Well, I'm not an expert, but I'll weigh in anyway, limiting this to the personal income tax.

Simpler could conceivably be achieved.

Fairer is much harder to quantify and depends on value judgments about what "fair" would really mean. As one example, take itemized medical deductions. Consider two taxpayers with the same income:

TP-1 has large medical bills through no fault of their own TP-2 does not Would it be fair or unfair for them to pay the same tax on their income?

On the one hand, the medical bills are not freely chosen and clearly reduce the amount of disposable income of TP-1. That argues for a reduced tax on TP-1 since they already are suffering some malady or injury that they would certainly rather not have, and taking more of the smaller amount they have for living expenses hardly seems fair.

On the other hand, both parties have the same income, so how is it fair to TP-2 to have to assume a larger tax burden?

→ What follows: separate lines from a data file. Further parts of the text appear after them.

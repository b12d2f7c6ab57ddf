//! Local snapshotter: shells out to `monolith` for single-file HTML and to
//! `wget` for WARC captures.
//!
//! Artifacts land under `{archive_root}/{monolith,warc}/` with filenames of
//! the form `{domain}_{hash8}_{timestamp}.{ext}`, so repeated captures of the
//! same URL never collide.

use std::io::ErrorKind;
use std::path::{Path, PathBuf};
use std::process::Output;
use std::time::Duration;

use async_trait::async_trait;
use chrono::Utc;
use tokio::process::Command;
use tracing::{debug, info};

use holocene_core::archive_filename;

use crate::error::ProviderError;
use crate::provider::{LocalFormat, SnapshotOutcome, Snapshotter};

/// Snapshotter backed by command-line archiving tools.
pub struct LocalSnapshotter {
    archive_root: PathBuf,
}

impl LocalSnapshotter {
    #[must_use]
    pub fn new(archive_root: impl Into<PathBuf>) -> Self {
        Self {
            archive_root: archive_root.into(),
        }
    }

    #[must_use]
    pub fn archive_root(&self) -> &Path {
        &self.archive_root
    }

    async fn prepare_output_path(&self, url: &str, format: LocalFormat) -> Result<PathBuf, ProviderError> {
        let dir = self.archive_root.join(format.subdir());
        tokio::fs::create_dir_all(&dir)
            .await
            .map_err(|e| ProviderError::ExecutionFailed(format!("create {}: {e}", dir.display())))?;
        Ok(dir.join(archive_filename(url, format.extension(), Utc::now())))
    }

    async fn run_tool(
        &self,
        tool: &str,
        command: &mut Command,
        timeout: Duration,
    ) -> Result<Output, ProviderError> {
        let spawned = command.output();
        let output = tokio::time::timeout(timeout, spawned)
            .await
            .map_err(|_| ProviderError::Timeout(timeout))?
            .map_err(|e| match e.kind() {
                ErrorKind::NotFound => ProviderError::ToolMissing(tool.to_owned()),
                _ => ProviderError::ExecutionFailed(e.to_string()),
            })?;
        Ok(output)
    }

    async fn snapshot_monolith(
        &self,
        url: &str,
        timeout: Duration,
    ) -> Result<SnapshotOutcome, ProviderError> {
        let output_path = self.prepare_output_path(url, LocalFormat::Monolith).await?;
        debug!(url, path = %output_path.display(), "running monolith");

        // -j keep javascript, -i keep images, -I isolate the document so the
        // archived page cannot phone home.
        let output = self
            .run_tool(
                "monolith",
                Command::new("monolith")
                    .args(["-j", "-i", "-I", url, "-o"])
                    .arg(&output_path),
                timeout,
            )
            .await?;

        if !output.status.success() {
            let stderr = String::from_utf8_lossy(&output.stderr);
            let stdout = String::from_utf8_lossy(&output.stdout);
            let message = if stderr.trim().is_empty() {
                stdout.trim().to_owned()
            } else {
                stderr.trim().to_owned()
            };
            return Err(ProviderError::ExecutionFailed(format!(
                "monolith exited with {}: {message}",
                output.status
            )));
        }

        self.finish(url, output_path).await
    }

    async fn snapshot_warc(
        &self,
        url: &str,
        timeout: Duration,
    ) -> Result<SnapshotOutcome, ProviderError> {
        let output_path = self.prepare_output_path(url, LocalFormat::Warc).await?;
        // wget appends `.warc.gz` itself; hand it the bare base name.
        let warc_base = output_path
            .to_string_lossy()
            .trim_end_matches(".warc.gz")
            .to_owned();
        debug!(url, path = %output_path.display(), "running wget warc");

        let output = self
            .run_tool(
                "wget",
                Command::new("wget")
                    .arg("--warc-file")
                    .arg(&warc_base)
                    .args([
                        "--warc-cdx",
                        "--page-requisites",
                        "--adjust-extension",
                        "--convert-links",
                        "--no-directories",
                        "--timeout",
                        "30",
                        url,
                    ])
                    .current_dir(self.archive_root.join(LocalFormat::Warc.subdir())),
                timeout,
            )
            .await?;

        // wget exits nonzero on partial asset failures; the WARC file itself
        // decides success.
        if !tokio::fs::try_exists(&output_path).await.unwrap_or(false) {
            let stderr = String::from_utf8_lossy(&output.stderr);
            return Err(ProviderError::ExecutionFailed(format!(
                "warc file not created: {}",
                stderr.trim()
            )));
        }

        self.finish(url, output_path).await
    }

    async fn finish(&self, url: &str, path: PathBuf) -> Result<SnapshotOutcome, ProviderError> {
        let meta = tokio::fs::metadata(&path)
            .await
            .map_err(|e| ProviderError::ExecutionFailed(format!("stat {}: {e}", path.display())))?;
        info!(url, path = %path.display(), size = meta.len(), "local archive written");
        Ok(SnapshotOutcome {
            path,
            file_size: meta.len(),
            archive_date: Utc::now(),
        })
    }
}

#[async_trait]
impl Snapshotter for LocalSnapshotter {
    async fn snapshot(
        &self,
        url: &str,
        format: LocalFormat,
        timeout: Duration,
    ) -> Result<SnapshotOutcome, ProviderError> {
        match format {
            LocalFormat::Monolith => self.snapshot_monolith(url, timeout).await,
            LocalFormat::Warc => self.snapshot_warc(url, timeout).await,
        }
    }
}

#[cfg(test)]
mod tests {
    use super::*;

    #[tokio::test]
    async fn missing_tool_is_reported_as_such() {
        let dir = std::env::temp_dir().join("holocene-local-test");
        let snapshotter = LocalSnapshotter::new(&dir);

        let result = snapshotter
            .run_tool(
                "definitely-not-installed",
                &mut Command::new("definitely-not-installed"),
                Duration::from_secs(5),
            )
            .await;
        assert!(matches!(result, Err(ProviderError::ToolMissing(_))));
    }

    #[tokio::test]
    async fn output_path_is_under_format_subdir() {
        let dir = std::env::temp_dir().join("holocene-local-test-paths");
        let snapshotter = LocalSnapshotter::new(&dir);

        let path = snapshotter
            .prepare_output_path("https://example.com/a", LocalFormat::Monolith)
            .await
            .unwrap();
        assert!(path.starts_with(dir.join("monolith")));
        let name = path.file_name().unwrap().to_string_lossy().into_owned();
        assert!(name.starts_with("example.com_"));
        assert!(name.ends_with(".html"));
    }
}
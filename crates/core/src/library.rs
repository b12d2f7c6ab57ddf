use chrono::{DateTime, Utc};
use serde::{Deserialize, Serialize};

use crate::error::CoreError;

/// Reading progress for a library item.
#[derive(Debug, Clone, Copy, PartialEq, Eq, Serialize, Deserialize)]
#[serde(rename_all = "snake_case")]
pub enum ReadingStatus {
    Unread,
    Reading,
    Read,
    Reference,
}

impl ReadingStatus {
    #[must_use]
    pub fn as_str(&self) -> &'static str {
        match self {
            Self::Unread => "unread",
            Self::Reading => "reading",
            Self::Read => "read",
            Self::Reference => "reference",
        }
    }

    pub fn parse(value: &str) -> Result<Self, CoreError> {
        match value {
            "unread" => Ok(Self::Unread),
            "reading" => Ok(Self::Reading),
            "read" => Ok(Self::Read),
            "reference" => Ok(Self::Reference),
            other => Err(CoreError::UnknownVariant {
                kind: "reading status",
                value: other.to_owned(),
            }),
        }
    }
}

/// A bibliographic record for a book. Identity is `(title, author)`.
#[derive(Debug, Clone, Serialize, Deserialize)]
pub struct Book {
    pub id: i64,
    pub title: String,
    pub author: String,
    pub publication_year: Option<i64>,
    pub isbn: Option<String>,
    /// Dewey decimal class, e.g. "005.133".
    pub dewey_decimal: Option<String>,
    pub cutter_number: Option<String>,
    pub call_number: Option<String>,
    pub reading_status: Option<ReadingStatus>,
    pub enriched_at: Option<DateTime<Utc>>,
    pub metadata: serde_json::Value,
    pub created_at: DateTime<Utc>,
}

/// A bibliographic record for a paper. Identity is the DOI when present,
/// otherwise `(title, first_author, year)` compared case-insensitively.
#[derive(Debug, Clone, Serialize, Deserialize)]
pub struct Paper {
    pub id: i64,
    pub title: String,
    pub first_author: Option<String>,
    pub year: Option<i64>,
    pub doi: Option<String>,
    /// UDC class, e.g. "004.8".
    pub udc_number: Option<String>,
    pub call_number: Option<String>,
    pub reading_status: Option<ReadingStatus>,
    pub metadata: serde_json::Value,
    pub created_at: DateTime<Utc>,
}

/// Normalize a DOI for comparison: lowercase, no resolver prefix.
#[must_use]
pub fn normalize_doi(doi: &str) -> String {
    let trimmed = doi.trim().to_lowercase();
    for prefix in ["https://doi.org/", "http://doi.org/", "doi:"] {
        if let Some(rest) = trimmed.strip_prefix(prefix) {
            return rest.to_owned();
        }
    }
    trimmed
}
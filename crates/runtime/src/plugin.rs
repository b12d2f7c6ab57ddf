//! Plugin trait and the per-plugin context that makes teardown safe.
//!
//! Plugins are a closed set enumerated at build time. Each enabled plugin
//! gets a [`PluginContext`] that wraps bus subscription and worker spawning
//! so the registry can force-unsubscribe callbacks and join workers when the
//! plugin is disabled, whether or not the plugin cleans up after itself.

use std::future::Future;
use std::sync::{Arc, Mutex};
use std::time::Duration;

use async_trait::async_trait;
use thiserror::Error;
use tokio::task::JoinHandle;
use tokio_util::sync::CancellationToken;
use tracing::{debug, warn};

use holocene_bus::{Callback, SubscriptionId};
use holocene_store::StoreError;

use crate::core::Core;

#[derive(Debug, Error)]
pub enum PluginError {
    #[error("store error: {0}")]
    Store(#[from] StoreError),

    #[error("{0}")]
    Failed(String),
}

/// Self-describing plugin metadata.
#[derive(Debug, Clone)]
pub struct PluginMetadata {
    pub name: &'static str,
    pub version: &'static str,
    pub description: &'static str,
    /// Devices this plugin runs on; `"*"` matches any device.
    pub runs_on: &'static [&'static str],
    /// Plugins that must be loaded before this one.
    pub requires: &'static [&'static str],
}

impl PluginMetadata {
    #[must_use]
    pub fn runs_on_device(&self, device: &str) -> bool {
        self.runs_on.iter().any(|d| *d == "*" || *d == device)
    }
}

/// A unit of daemon functionality with a managed lifecycle:
/// `Declared -> Loaded -> Enabled <-> Disabled`.
#[async_trait]
pub trait Plugin: Send + Sync {
    fn metadata(&self) -> PluginMetadata;

    /// One-time initialization. No subscriptions or workers here.
    async fn on_load(&self, core: &Arc<Core>) -> Result<(), PluginError> {
        let _ = core;
        Ok(())
    }

    /// Subscribe to channels and start workers through `ctx`.
    async fn on_enable(&self, ctx: &Arc<PluginContext>) -> Result<(), PluginError>;

    /// Best-effort cleanup. The registry unsubscribes callbacks and joins
    /// workers afterwards regardless.
    async fn on_disable(&self) -> Result<(), PluginError> {
        Ok(())
    }
}

/// Per-enable context handed to a plugin. Records every subscription and
/// worker so the registry can tear the plugin down cleanly.
pub struct PluginContext {
    core: Arc<Core>,
    plugin_name: &'static str,
    cancel: CancellationToken,
    subscriptions: Mutex<Vec<(String, SubscriptionId)>>,
    workers: Mutex<Vec<JoinHandle<()>>>,
}

impl PluginContext {
    #[must_use]
    pub fn new(core: Arc<Core>, plugin_name: &'static str) -> Arc<Self> {
        Arc::new(Self {
            core,
            plugin_name,
            cancel: CancellationToken::new(),
            subscriptions: Mutex::new(Vec::new()),
            workers: Mutex::new(Vec::new()),
        })
    }

    #[must_use]
    pub fn core(&self) -> &Arc<Core> {
        &self.core
    }

    #[must_use]
    pub fn plugin_name(&self) -> &'static str {
        self.plugin_name
    }

    /// Stop signal for this plugin's workers. Cancelled on disable.
    #[must_use]
    pub fn cancellation_token(&self) -> CancellationToken {
        self.cancel.clone()
    }

    /// Subscribe to a bus channel, recording the subscription for teardown.
    pub fn subscribe(&self, channel: &str, callback: Callback) {
        let id = self.core.bus.subscribe(channel, callback);
        self.subscriptions
            .lock()
            .expect("context lock poisoned")
            .push((channel.to_owned(), id));
        debug!(plugin = self.plugin_name, channel, "plugin subscribed");
    }

    /// Publish on behalf of this plugin (sender is the plugin name).
    pub fn publish(&self, channel: &str, data: serde_json::Value) {
        self.core.bus.publish(channel, data, Some(self.plugin_name));
    }

    /// Spawn a long-lived worker task, recording the handle for join on
    /// disable. The worker must observe [`Self::cancellation_token`].
    pub fn spawn_worker<F>(&self, future: F)
    where
        F: Future<Output = ()> + Send + 'static,
    {
        let handle = tokio::spawn(future);
        self.workers
            .lock()
            .expect("context lock poisoned")
            .push(handle);
        debug!(plugin = self.plugin_name, "plugin worker spawned");
    }

    /// Force-unsubscribe everything this plugin registered, cancel its stop
    /// token, and join its workers within `budget` each.
    pub async fn teardown(&self, budget: Duration) {
        let subscriptions: Vec<(String, SubscriptionId)> = {
            let mut guard = self.subscriptions.lock().expect("context lock poisoned");
            guard.drain(..).collect()
        };
        for (channel, id) in subscriptions {
            self.core.bus.unsubscribe(&channel, id);
        }

        self.cancel.cancel();

        let workers: Vec<JoinHandle<()>> = {
            let mut guard = self.workers.lock().expect("context lock poisoned");
            guard.drain(..).collect()
        };
        for handle in workers {
            match tokio::time::timeout(budget, handle).await {
                Ok(Ok(())) => {}
                Ok(Err(e)) => {
                    warn!(plugin = self.plugin_name, error = %e, "plugin worker panicked");
                }
                Err(_) => {
                    warn!(
                        plugin = self.plugin_name,
                        "plugin worker exceeded join budget, abandoning"
                    );
                }
            }
        }
    }
}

As for simplicity, there are clearly some things that could be done that would simplify the tax code:

  1. Eliminate itemized deductions. Reduces complexity and record-keeping.
  2. Treat all income the same as far as rates go.
  3. Eliminate the AMT.

I think for most people this would go a long way toward simplifying things. Some of this was done for the 1986 tax reform, but not all of it.

There would still be a lot of residual complexity, especially with regard to the definition of what constitutes income, but that is unlikely to affect the majority of taxpayers. You would still have capital gains calculations to contend with, since that is probably the most common item of income that is not easy to measure for most people.

The AMT is really a "bug fix" in the tax code to try to handle the cases where the complexity of the code and various tax benefits are combined to avoid taxation. With simplification, this should be unnecessary.

I would preserve progressive tax rates, since I buy into the fairness argument about having the rates be progressive, and this adds hardly any complication to the tax computation -- it is either a table lookup which would be the same work with or without progressive rates, or at most a table lookup, with one addition, one subtraction and one multiplication.

Schedule-C taxation would still be complicated. The only real simplification of business taxation I can think of would be to shift to a gross receipts tax with no deductions. That would likely cause major economic effects as it greatly favors high-margin businesses and makes starting businesses really tough. So that may not be workable.

Reply to
taruss

Taxes could be made simpler and fairer...if the only aim was to finance the country, but a huge part of the impetus behind tax laws is manipulation of the economy, and of our society. The Earned Income Credit is supposed to reward people for staying off welfare. Depreciation is allowed to encourage business investment. Anyone who works with taxes can give examples. I just don't see Congress giving up that kind of power.

Reply to
Sandy

I concur. This "power" is the power to buy votes.

I think the Death Tax should be eliminated, or replaced with a version of the Canadian system - all assets are marked to market, and the existing tax structure used to calculate what is owed. No unrealized gains at time of death - no taxes. Very low exemption threshold, and some method of postponing taxes by retaining the existing basis at time of death.

Reply to
Reggie

Indeed. This is fundamental problem with the Fair Tax idea that a "simpler" flat tax system will lead to a burst of economic growth (as if the real complexity in the U.S. income tax code came from the fact that it's a progressive income tax).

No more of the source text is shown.